On my best days the spirit of this passage from Life Together, if not the text of it outright, crosses my mind in the moment I start to resent the occasional interruption or unexalted task. But most days are not my best days, I'm afraid, and if Dietrich Bonhoeffer were alive today, up on a stage with spotlights and PowerPoint and whatnot, throwing this kind of challenge in my face, I suspect I would groan inwardly and smirk outwardly, probably stifling the urge to shout "Shut up, Dietrich Bonhoeffer!" I'll try to remind myself of that next time I'm trapped in an arena with a jumbo-tron preacher in my face. God help me.

2 comments:

Paul Grant said...

Hi Dave. This is right on. Bonhoeffer was not really appreciated while alive - even by those who genuinely shared his beliefs.

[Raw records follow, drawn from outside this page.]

//! Human-readable calculation report for the terminal.

use std::fmt;

use rust_decimal::{Decimal, RoundingStrategy};

use crate::error::ValidationErrors;
use crate::format::CurrencyFormatter;
use crate::models::{CalculationResult, CalculatorInput, MarketRule};

/// Breakdown, results, warnings and trading plan for one calculation.
pub struct CalculationReport<'a> {
    pub input: &'a CalculatorInput,
    pub rule: &'a MarketRule,
    pub result: &'a CalculationResult,
    pub formatter: &'a dyn CurrencyFormatter,
}

impl CalculationReport<'_> {
    fn money(&self, amount: Decimal) -> String {
        self.formatter.format(amount, self.input.market)
    }

    /// One-paragraph plan, only meaningful when the result is valid.
    pub fn trading_plan(&self) -> String {
        let r = self.result;
        let buy = match r.max_lots {
            Some(lots) => format!("Buy {} lots ({} shares)", lots, r.max_shares),
            None => format!("Buy {} shares", r.max_shares),
        };
        format!(
            "{} at {} per share. Set stop loss at {}. If stopped out, your actual loss will be {} \
             (which is {:.2}% of your capital).",
            buy,
            self.money(self.input.buy_price),
            self.money(self.input.stop_loss),
            self.money(r.actual_risk_amount),
            percent(r.actual_risk_percentage, 2)
        )
    }
}

/// Round half away from zero before display; `{:.N}` alone truncates.
fn percent(value: Decimal, dp: u32) -> Decimal {
    value.round_dp_with_strategy(dp, RoundingStrategy::MidpointAwayFromZero)
}

impl fmt::Display for CalculationReport<'_> {
    fn fmt(&self, f: &mut fmt::Formatter<'_>) -> fmt::Result {
        let r = self.result;

        writeln!(f, "\n{:=^60}", format!(" {} ", self.rule.name))?;
        writeln!(f)?;
        writeln!(f, "--- How Your Shares Are Calculated ---")?;
        writeln!(
            f,
            "Risk Check ({}% risk):   {:>10} shares",
            self.input.risk_percentage, r.risk_based_shares
        )?;
        writeln!(f, "Wallet Check (capital): {:>10} shares", r.capital_based_shares)?;
        writeln!(f, "Smaller of the two:     {:>10} shares", r.final_share_count_pre_lot)?;
        writeln!(f)?;
        writeln!(f, "--- Results ---")?;
        if let Some(lots) = r.max_lots {
            writeln!(f, "Maximum Lots:    {} lots of {}", lots, self.rule.lot_size)?;
            writeln!(f, "Total Shares:    {}", r.max_shares)?;
        } else {
            writeln!(f, "Maximum Shares:  {}", r.max_shares)?;
        }
        writeln!(f, "Position Value:  {}", self.money(r.position_value))?;
        writeln!(
            f,
            "Position Size:   {:.1}% of capital",
            percent(r.position_size_percentage, 1)
        )?;
        writeln!(
            f,
            "Actual Risk:     {} ({:.2}% of capital)",
            self.money(r.actual_risk_amount),
            percent(r.actual_risk_percentage, 2)
        )?;
        if r.is_valid && r.is_capped() {
            writeln!(
                f,
                "Intended Risk:   {} (capped by capital or lot size)",
                self.money(r.risk_amount)
            )?;
        }

        if !r.warnings.is_empty() {
            writeln!(f)?;
            writeln!(f, "--- Warnings ---")?;
            for warning in &r.warnings {
                writeln!(f, "  * {}", warning)?;
            }
        }

        if r.is_valid {
            writeln!(f)?;
            writeln!(f, "--- Trading Plan ---")?;
            writeln!(f, "{}", self.trading_plan())?;
        }

        writeln!(f, "{:=^60}", "")?;
        Ok(())
    }
}

/// Field errors as an indented list.
pub struct ErrorReport<'a>(pub &'a ValidationErrors);

impl fmt::Display for ErrorReport<'_> {
    fn fmt(&self, f: &mut fmt::Formatter<'_>) -> fmt::Result {
        writeln!(f, "Invalid input:")?;
        for (field, error) in self.0.iter() {
            writeln!(f, "  {:<16} {}", field.as_str(), error)?;
        }
        Ok(())
    }
}

#[cfg(test)]
mod tests {
    use super::*;
    use crate::calculator::{CalculationOutcome, CalculatorConfig, RiskCalculator};
    use crate::format::MarketCurrencyFormatter;
    use crate::models::RawInput;

    fn render(raw: RawInput) -> (String, String) {
        let calc = RiskCalculator::without_analytics(CalculatorConfig::default());
        let CalculationOutcome::Calculated { input, rule, result } = calc.calculate(&raw).unwrap() else {
            panic!("expected a result");
        };
        let report = CalculationReport {
            input: &input,
            rule,
            result: &result,
            formatter: &MarketCurrencyFormatter,
        };
        (report.to_string(), report.trading_plan())
    }

    #[test]
    fn test_lot_market_report() {
        let (text, plan) = render(RawInput::new("10000", "2", "2.50", "2.25", "MY"));

        assert!(text.contains("Malaysia (KLSE)"));
        assert!(text.contains("Maximum Lots:    8 lots of 100"));
        assert!(text.contains("Position Value:  RM 2,000.00"));
        assert!(text.contains("Position Size:   20.0% of capital"));
        assert!(!text.contains("--- Warnings ---"));
        assert_eq!(
            plan,
            "Buy 8 lots (800 shares) at RM 2.50 per share. Set stop loss at RM 2.25. \
             If stopped out, your actual loss will be RM 200.00 (which is 2.00% of your capital)."
        );
    }

    #[test]
    fn test_us_report_shows_cap_and_warning() {
        let (text, plan) = render(RawInput::new("1000", "10", "50", "49", "US"));

        assert!(text.contains("Maximum Shares:  20"));
        assert!(text.contains("Intended Risk:   $100.00"));
        assert!(text.contains("High risk"));
        assert!(plan.starts_with("Buy 20 shares at $50.00"));
    }

    #[test]
    fn test_percentages_are_rounded() {
        // 2 / 3 of capital deployed, 0.02 / 3 at risk
        let (text, plan) = render(RawInput::new("3", "1", "2", "1.98", "US"));

        assert!(text.contains("Position Size:   66.7% of capital"));
        assert!(text.contains("Actual Risk:     $0.02 (0.67% of capital)"));
        assert!(plan.ends_with("(which is 0.67% of your capital)."));
    }

    #[test]
    fn test_invalid_result_has_no_plan() {
        let (text, _) = render(RawInput::new("50", "2", "100", "90", "SG"));
        assert!(text.contains("Cannot afford"));
        assert!(!text.contains("--- Trading Plan ---"));
    }

    #[test]
    fn test_error_report() {
        let calc = RiskCalculator::without_analytics(CalculatorConfig::default());
        let outcome = calc.calculate(&RawInput::new("", "2", "10", "10", "MY")).unwrap();
        let text = ErrorReport(outcome.errors().unwrap()).to_string();
        assert!(text.contains("principal        Principal must be greater than 0"));
        assert!(text.contains("stopLoss         Stop loss must be lower than buy price"));
    }
}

I was recently studying the history of the postwar German Protestant churches, and found myself reading the minutes of the first conference, in July 1945. It was an atmosphere of defeat, and the attendees spent quite some time establishing the whereabouts of lost colleagues. When people heard that Bonhoeffer was dead, the air went out of the room. It was only then that they were ready to listen to him - when they had lost all hope and needed to proceed from a position of brokenness. And that's a place nobody wants to go to.